0 - open and close the logfile by each write operation
1 - open the logfile if C<new()> called and try to reopen the
file if C<reopen> is set to 1 and the inode of the file has changed (default)
- reopen
- This option works only if option
"fileopen" is set to 1.
0 - deactivated
1 - try to reopen the log file if the inode changed (default)
- How to use fileopen and reopen
- Please note that it's better to set
"reopen" and
"fileopen" to 0 on Windows because
Windows unfortunately haven't the faintest idea of inodes.
To write your code independent you should control it:
my $os_is_win = $^O =~ /win/i ? 0 : 1;
my $log = Log::Handler::Output::File->new(
filename => "file.log",
mode => "append",
fileopen => $os_is_win
);
If you set "fileopen" to 0
then it implies that "reopen" has no
importance.
- mode
- There are three possible modes to open a log file.
append - O_WRONLY | O_APPEND | O_CREAT (default)
excl - O_WRONLY | O_EXCL | O_CREAT
trunc - O_WRONLY | O_TRUNC | O_CREAT
"append" would open the log
file in any case and appends the messages at the end of the log
file.
"excl" would fail by open
the log file if the log file already exists.
"trunc" would truncate the
complete log file if it exists.
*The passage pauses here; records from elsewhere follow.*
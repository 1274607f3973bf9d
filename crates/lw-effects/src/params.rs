use lw_core::error::CoreError;
use lw_core::tunables::TunableValue;

/// Descripteur statique d'un paramètre d'effet.
///
/// Le kind est porté par la valeur par défaut ; min/max/step partagent ce
/// kind. Les quatre kinds sont ceux du tunable store.
///
/// # Example
/// ```
/// use lw_effects::params::ParamDescriptor;
/// use lw_core::tunables::TunableValue;
/// const SPEED: ParamDescriptor = ParamDescriptor {
///     name: "speed",
///     default: TunableValue::F32(1.0),
///     min: Some(TunableValue::F32(0.0)),
///     max: Some(TunableValue::F32(8.0)),
///     step: Some(TunableValue::F32(0.05)),
///     group: "motion",
///     advanced: false,
/// };
/// assert_eq!(SPEED.kind_name(), "f32");
/// ```
#[derive(Clone, Copy, Debug)]
pub struct ParamDescriptor {
    /// Parameter name, stable ASCII.
    pub name: &'static str,
    /// Default value; defines the kind.
    pub default: TunableValue,
    /// Optional lower bound.
    pub min: Option<TunableValue>,
    /// Optional upper bound.
    pub max: Option<TunableValue>,
    /// Optional UI step hint.
    pub step: Option<TunableValue>,
    /// Grouping label for UIs.
    pub group: &'static str,
    /// Hidden behind the "advanced" fold in UIs.
    pub advanced: bool,
}

impl ParamDescriptor {
    /// Kind name of this parameter.
    #[must_use]
    pub const fn kind_name(&self) -> &'static str {
        self.default.kind_name()
    }

    /// Validate a candidate value against kind and range.
    ///
    /// # Errors
    /// `TypeMismatch` when the kinds differ, `OutOfRange` when the value
    /// leaves the declared bounds.
    pub fn validate(&self, value: TunableValue) -> Result<(), CoreError> {
        if value.kind_name() != self.default.kind_name() {
            return Err(CoreError::TypeMismatch {
                name: self.name.to_string(),
                expected: self.default.kind_name(),
                got: value.kind_name(),
            });
        }
        if let Some(v) = value.as_f64() {
            let min = self.min.as_ref().and_then(TunableValue::as_f64);
            let max = self.max.as_ref().and_then(TunableValue::as_f64);
            if min.is_some_and(|m| v < m) || max.is_some_and(|m| v > m) {
                return Err(CoreError::OutOfRange {
                    name: self.name.to_string(),
                    value: format!("{v}"),
                    min: min.map_or_else(|| "-inf".into(), |m| format!("{m}")),
                    max: max.map_or_else(|| "+inf".into(), |m| format!("{m}")),
                });
            }
        }
        Ok(())
    }
}

/// Shorthand for an f32 parameter with bounds, the common case.
#[must_use]
pub const fn f32_param(
    name: &'static str,
    default: f32,
    min: f32,
    max: f32,
    group: &'static str,
) -> ParamDescriptor {
    ParamDescriptor {
        name,
        default: TunableValue::F32(default),
        min: Some(TunableValue::F32(min)),
        max: Some(TunableValue::F32(max)),
        step: None,
        group,
        advanced: false,
    }
}

/// Shorthand for a u8 parameter with the full byte range.
#[must_use]
pub const fn u8_param(name: &'static str, default: u8, group: &'static str) -> ParamDescriptor {
    ParamDescriptor {
        name,
        default: TunableValue::U8(default),
        min: Some(TunableValue::U8(0)),
        max: Some(TunableValue::U8(255)),
        step: None,
        group,
        advanced: false,
    }
}

/// Look up a descriptor by name in an effect's static table.
#[must_use]
pub fn find<'a>(table: &'a [ParamDescriptor], name: &str) -> Option<&'a ParamDescriptor> {
    table.iter().find(|d| d.name == name)
}

#[cfg(test)]
mod tests {
    use super::*;

    const TABLE: &[ParamDescriptor] = &[f32_param("gain", 1.0, 0.0, 2.0, "level")];

    #[test]
    fn validate_rejects_wrong_kind() {
        let d = find(TABLE, "gain").unwrap();
        assert_eq!(
            d.validate(TunableValue::Bool(true)).unwrap_err().code(),
            "TypeMismatch"
        );
    }

    #[test]
    fn validate_rejects_one_ulp_above_max() {
        let d = find(TABLE, "gain").unwrap();
        let above = f32::from_bits(2.0f32.to_bits() + 1);
        assert_eq!(
            d.validate(TunableValue::F32(above)).unwrap_err().code(),
            "OutOfRange"
        );
        assert!(d.validate(TunableValue::F32(2.0)).is_ok());
    }
}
Please take care to use this option.
Take a look to the documentation of
"sysopen()" to get more
information.
- autoflush
-
0 - autoflush off
1 - autoflush on (default)
- permissions
- The option "permissions" sets the
permission of the file if it creates and must be set as a octal value. The
permission need to be in octal and are modified by your process's current
"umask".
That means that you have to use the unix style permissions
such as "chmod".
0640 is the default permission for this option.
That means that the owner got read and write permissions and users in
the same group got only read permissions. All other users got no
access.
Take a look to the documentation of
"sysopen()" to get more
information.
- utf8, utf-8
-
utf8 = binmode, $fh, ":utf8";
utf-8 = binmode, $fh, "encoding(utf-8)";
Yes, there is a difference.
<http://perldoc.perl.org/perldiag.html#Malformed-UTF-8-character-(%25s)>
<http://perldoc.perl.org/Encode.html#UTF-8-vs.-utf8-vs.-UTF8>
- dateext
- It's possible to set a pattern in the filename that is replaced with a
date. If the date - and the filename - changed the file is closed and
reopened with the new filename. The filename is converted with
"POSIX::strftime".
Example:
my $log = Log::Handler::Output::File->new(
filename => "file-%Y-%m-%d.log",
dateext => 1
);
In this example the file
"file-2015-06-12.log" is created. At
the next day the filename changed, the log file
"file-2015-06-12.log" is closed and
"file-2015-06-13.log" is opened.
This feature is a small improvement for systems where no
logrotate is available like Windows systems. On this way you have the
chance to delete old log files without to stop/start a daemon.